Specifically, about black communities, Ferrer said "we are deeply disturbed that African Americans are dying at a higher rate," based on preliminary figures in the county along with data reported by other major cities across the country. She said it is in line with how other illnesses can more seriously impact the demographic compared to other ethnicities due to longstanding racism, access to adequate health care and the burden of being black in an unjust society. Ferrer added that she’s also "troubled" by information her team is receiving about testing being carried out at lower rates in less affluent parts of the county. She added, “Having less access to testing means we have a lot of work to do."

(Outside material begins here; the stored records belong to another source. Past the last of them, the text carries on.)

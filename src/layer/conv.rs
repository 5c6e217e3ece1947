use super::{check_optional, invalid_shape, plan, positive, Layer, Plan};
use crate::{
    engine::{ConvDesc, Engine, OpDesc, Propagation, Role},
    error::LayerError,
    factory::{LayerFactory, Store},
    signature::{Kind, Signature},
};
use anyhow::Result;
#[cfg(feature = "serde")]
use serde::{Deserialize, Serialize};

/// Shape parameters of [`Convolution2D`] and [`DeConvolution2D`].
///
/// Weights are `(out channels, in channels, kh, kw)` for convolution and `(in channels, out channels, kh, kw)`
/// for deconvolution. The output shape is derived from the parameters.
#[derive(Clone, Debug, Eq, PartialEq, Hash)]
#[cfg_attr(feature = "serde", derive(Serialize, Deserialize))]
pub struct Conv2dParams {
    /// Input dims `(n, c, h, w)`.
    pub x: [usize; 4],
    /// Weight dims.
    pub w: [usize; 4],
    /// Bias length, if any.
    pub b: Option<usize>,
    /// `(h, w)`
    pub kernel: [usize; 2],
    /// `(y, x)`
    pub stride: [usize; 2],
    /// Top and left padding.
    pub pad_l: [usize; 2],
    /// Bottom and right padding.
    pub pad_r: [usize; 2],
}

impl Conv2dParams {
    /// Parameters for input `x` and weights `w`.
    ///
    /// Defaults:
    /// - kernel: the spatial dims of `w`
    /// - stride: 1
    /// - padding: 0
    /// - no bias
    pub fn new(x: [usize; 4], w: [usize; 4]) -> Self {
        Self {
            x,
            w,
            b: None,
            kernel: [w[2], w[3]],
            stride: [1, 1],
            pad_l: [0, 0],
            pad_r: [0, 0],
        }
    }
    /// With a bias of length `b`.
    pub fn with_bias(self, b: Option<usize>) -> Self {
        Self { b, ..self }
    }
    /// With `stride`.
    pub fn with_stride(self, stride: [usize; 2]) -> Self {
        Self { stride, ..self }
    }
    /// With padding, `pad_l` is top / left and `pad_r` bottom / right.
    pub fn with_padding(self, pad_l: [usize; 2], pad_r: [usize; 2]) -> Self {
        Self {
            pad_l,
            pad_r,
            ..self
        }
    }
    fn signature(&self, kind: Kind) -> Signature {
        Signature::builder(kind)
            .dims(&self.x)
            .dims(&self.w)
            .optional_dim(self.b)
            .dims(&self.kernel)
            .dims(&self.stride)
            .dims(&self.pad_l)
            .dims(&self.pad_r)
            .build()
    }
}

/// Computes padding and output sizes the way frameworks with symmetric padding do.
///
/// Convolution output is `(i + 2p - k) / s + 1`, with `cover_all` an extra `s - 1` is added so that every input
/// element is covered by a window. The bottom / right padding is adjusted to yield that output.
///
/// ```
/// # use dnn_layers::layer::ConvGeometry;
/// let params = ConvGeometry::new([2, 2], [1, 1])
///     .with_cover_all(true)
///     .conv2d([1, 3, 6, 6], [8, 3, 3, 3], Some(8))
///     .unwrap();
/// assert_eq!(params.pad_r, [2, 2]);
/// ```
#[derive(Clone, Copy, Debug, Eq, PartialEq)]
#[cfg_attr(feature = "serde", derive(Serialize, Deserialize))]
pub struct ConvGeometry {
    stride: [usize; 2],
    pad: [usize; 2],
    cover_all: bool,
}

impl ConvGeometry {
    /// Geometry with `stride` and symmetric padding `pad`.
    pub fn new(stride: [usize; 2], pad: [usize; 2]) -> Self {
        Self {
            stride,
            pad,
            cover_all: false,
        }
    }
    /// Whether windows cover the whole input.
    pub fn with_cover_all(self, cover_all: bool) -> Self {
        Self { cover_all, ..self }
    }
    /// The convolution output size of `input` with `kernel`.
    pub fn output_size(&self, input: [usize; 2], kernel: [usize; 2]) -> Option<[usize; 2]> {
        let mut output = [0; 2];
        for i in 0..2 {
            let s = self.stride[i];
            let extra = if self.cover_all { s.checked_sub(1)? } else { 0 };
            let padded = self.pad[i]
                .checked_mul(2)?
                .checked_add(input[i])?
                .checked_add(extra)?
                .checked_sub(kernel[i])?;
            output[i] = padded.checked_div(s)? + 1;
        }
        Some(output)
    }
    /// Convolution parameters.
    ///
    /// **Errors**
    /// The kernel is larger than the padded input or the stride is 0.
    pub fn conv2d(&self, x: [usize; 4], w: [usize; 4], b: Option<usize>) -> Result<Conv2dParams> {
        let kernel = [w[2], w[3]];
        let output = self
            .output_size([x[2], x[3]], kernel)
            .ok_or_else(|| invalid_shape(Kind::Conv2d, format!("{self:?} of {x:?} with {w:?}")))?;
        let mut pad_r = [0; 2];
        for i in 0..2 {
            // may be negative without cover_all, which yields the same output as 0
            pad_r[i] = (self.stride[i] * (output[i] - 1) + kernel[i])
                .saturating_sub(x[2 + i].saturating_add(self.pad[i]));
        }
        Ok(Conv2dParams::new(x, w)
            .with_bias(b)
            .with_stride(self.stride)
            .with_padding(self.pad, pad_r))
    }
    /// Deconvolution parameters.
    ///
    /// The output is `s (i - 1) + k - 2p`, with `cover_all` it is reduced by `s - 1`.
    pub fn deconv2d(&self, x: [usize; 4], w: [usize; 4], b: Option<usize>) -> Conv2dParams {
        let mut pad_r = self.pad;
        if self.cover_all {
            for i in 0..2 {
                pad_r[i] = pad_r[i].saturating_add(self.stride[i].saturating_sub(1));
            }
        }
        Conv2dParams::new(x, w)
            .with_bias(b)
            .with_stride(self.stride)
            .with_padding(self.pad, pad_r)
    }
}

/// Shared state of convolution and deconvolution.
#[derive(Debug)]
struct Conv {
    params: Conv2dParams,
    signature: Signature,
    desc: ConvDesc,
    deconv: bool,
    forward: Option<Plan>,
    backward_data: Option<Plan>,
    backward_weights: Option<Plan>,
}

impl Conv {
    fn new(params: &Conv2dParams, deconv: bool) -> Result<Self> {
        let kind = if deconv { Kind::DeConv2d } else { Kind::Conv2d };
        let Conv2dParams {
            x,
            w,
            b,
            kernel,
            stride,
            pad_l,
            pad_r,
        } = params;
        positive(kind, "x", x)?;
        positive(kind, "w", w)?;
        positive(kind, "stride", stride)?;
        if kernel[..] != w[2..] {
            return Err(invalid_shape(
                kind,
                format!("kernel {kernel:?} does not match w {w:?}"),
            ));
        }
        let (in_channels, out_channels) = if deconv { (w[0], w[1]) } else { (w[1], w[0]) };
        if x[1] != in_channels {
            return Err(invalid_shape(
                kind,
                format!("x {x:?} has {} channels, w {w:?} expects {in_channels}", x[1]),
            ));
        }
        if let Some(b) = b {
            if *b != out_channels {
                return Err(invalid_shape(
                    kind,
                    format!("bias of length {b} for {out_channels} output channels"),
                ));
            }
        }
        let mut y = [x[0], out_channels, 0, 0];
        for i in 0..2 {
            let (input, k, s, pl, pr) = (x[2 + i], kernel[i], stride[i], pad_l[i], pad_r[i]);
            let output = if deconv {
                s.checked_mul(input - 1)
                    .and_then(|d| d.checked_add(k))
                    .zip(pl.checked_add(pr))
                    .and_then(|(full, pad)| full.checked_sub(pad))
                    .filter(|output| *output > 0)
            } else {
                input
                    .checked_add(pl)
                    .and_then(|d| d.checked_add(pr))
                    .and_then(|padded| padded.checked_sub(k))
                    .map(|padded| padded / s + 1)
            };
            y[2 + i] = output.ok_or_else(|| {
                invalid_shape(
                    kind,
                    format!("kernel {kernel:?} with padding {pad_l:?} {pad_r:?} over x {x:?}"),
                )
            })?;
        }
        let desc = ConvDesc {
            src: *x,
            weights: *w,
            bias: b.is_some(),
            dst: y,
            strides: *stride,
            padding_l: *pad_l,
            padding_r: *pad_r,
        };
        Ok(Self {
            params: params.clone(),
            signature: params.signature(kind),
            desc,
            deconv,
            forward: None,
            backward_data: None,
            backward_weights: None,
        })
    }
    fn op(&self, prop: Propagation) -> OpDesc {
        if self.deconv {
            OpDesc::Deconvolution(prop, self.desc.clone())
        } else {
            OpDesc::Convolution(prop, self.desc.clone())
        }
    }
    fn forward(
        &mut self,
        engine: &dyn Engine,
        x: &[f32],
        w: &[f32],
        b: Option<&[f32]>,
        y: &mut [f32],
    ) -> Result<()> {
        check_optional(Role::Bias, self.params.b, b.map(<[f32]>::len))?;
        let op = self.op(Propagation::Forward);
        let signature = &self.signature;
        let plan = plan::ensure(&mut self.forward, || {
            Plan::new(engine, &op, None, signature)
        })?;
        let mut inputs = vec![(Role::Src, x), (Role::Weights, w)];
        if let Some(b) = b {
            inputs.push((Role::Bias, b));
        }
        log::trace!("{signature} forward");
        plan.execute(engine, &inputs, &mut [(Role::Dst, y)])
    }
    #[allow(clippy::too_many_arguments)]
    fn backward(
        &mut self,
        engine: &dyn Engine,
        x: &[f32],
        w: &[f32],
        gy: &[f32],
        gw: &mut [f32],
        gb: Option<&mut [f32]>,
        gx: Option<&mut [f32]>,
    ) -> Result<()> {
        check_optional(Role::DiffBias, self.params.b, gb.as_ref().map(|gb| gb.len()))?;
        let build_data = gx.is_some() && self.backward_data.is_none();
        let hint = if self.backward_weights.is_none() || build_data {
            let hint = match self.forward.as_ref() {
                Some(forward) => forward.primitive_desc().clone(),
                None => engine.primitive_desc(&self.op(Propagation::Forward), None)?,
            };
            Some(hint)
        } else {
            None
        };
        let weights_op = self.op(Propagation::BackwardWeights);
        let data_op = self.op(Propagation::BackwardData);
        let signature = &self.signature;
        log::trace!("{signature} backward");
        let plan = plan::ensure(&mut self.backward_weights, || {
            Plan::new(engine, &weights_op, hint.as_ref(), signature)
        })?;
        let mut outputs = vec![(Role::DiffWeights, gw)];
        if let Some(gb) = gb {
            outputs.push((Role::DiffBias, gb));
        }
        plan.execute(
            engine,
            &[(Role::Src, x), (Role::DiffDst, gy)],
            &mut outputs,
        )?;
        if let Some(gx) = gx {
            let plan = plan::ensure(&mut self.backward_data, || {
                Plan::new(engine, &data_op, hint.as_ref(), signature)
            })?;
            plan.execute(
                engine,
                &[(Role::Weights, w), (Role::DiffDst, gy)],
                &mut [(Role::DiffSrc, gx)],
            )?;
        }
        Ok(())
    }
}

Inequality was the subject of a campaign email sent Thursday afternoon by Democratic presidential front runner Joe Biden, who said the pandemic has shined a light on inequality, lack of paid sick leave for workers, need for stronger unemployment insurance and necessity for a livable minimum wage.

"Unsurprisingly, it’s also amplifying the structural racism that is built into so much of our daily lives, our institutions, our laws, and our communities," he wrote, before citing data from The Washington Post indicating that counties with majority-black populations have coronavirus infection rates three times higher than counties with majority-white residents, and death rates nearly six times higher. "It’s unconscionable, and it shouldn’t be the case in the United States of America in the 21st century. But we know exactly why it is: Black, Latino, and Native Americans are still less likely to have health insurance. Less likely to have access to health care. More likely to have underlying conditions, like asthma and diabetes, that make them more vulnerable to this virus. And, more likely to face exposure to air pollutants that may be associated with higher COVID-19 death rates. Black and Latino Americans are also less likely to have a job they can just do from home. Meaning they’re more likely to have to choose between their health and a paycheck."

During his press briefing, California Gov. Newsom said the figures statewide don’t represent the same disparity other states are reporting, however. Health officials were able to track, based on 53 percent of positive cases and 54 percent of fatalities, a boost from Wednesday’s report, based on only 37 percent. Those figures include: Latinos accounted for 30 percent of confirmed cases, 25 percent of deaths; African Americans for 7 percent of confirmed cases, 8 percent of deaths; and Asians for 13 percent of confirmed cases, 18 percent of deaths. Newsom said information on other races would be forthcoming.

Also forthcoming? More staying at home.

Asked whether this week’s strict home-isolation orders would continue through next week, Ferrer was clear that they're not being lifted anytime soon: "We remain really dedicated to being safe, and being safe means safe at home for next few weeks to come. Everything we can do to avoid having contact with others is a really good idea."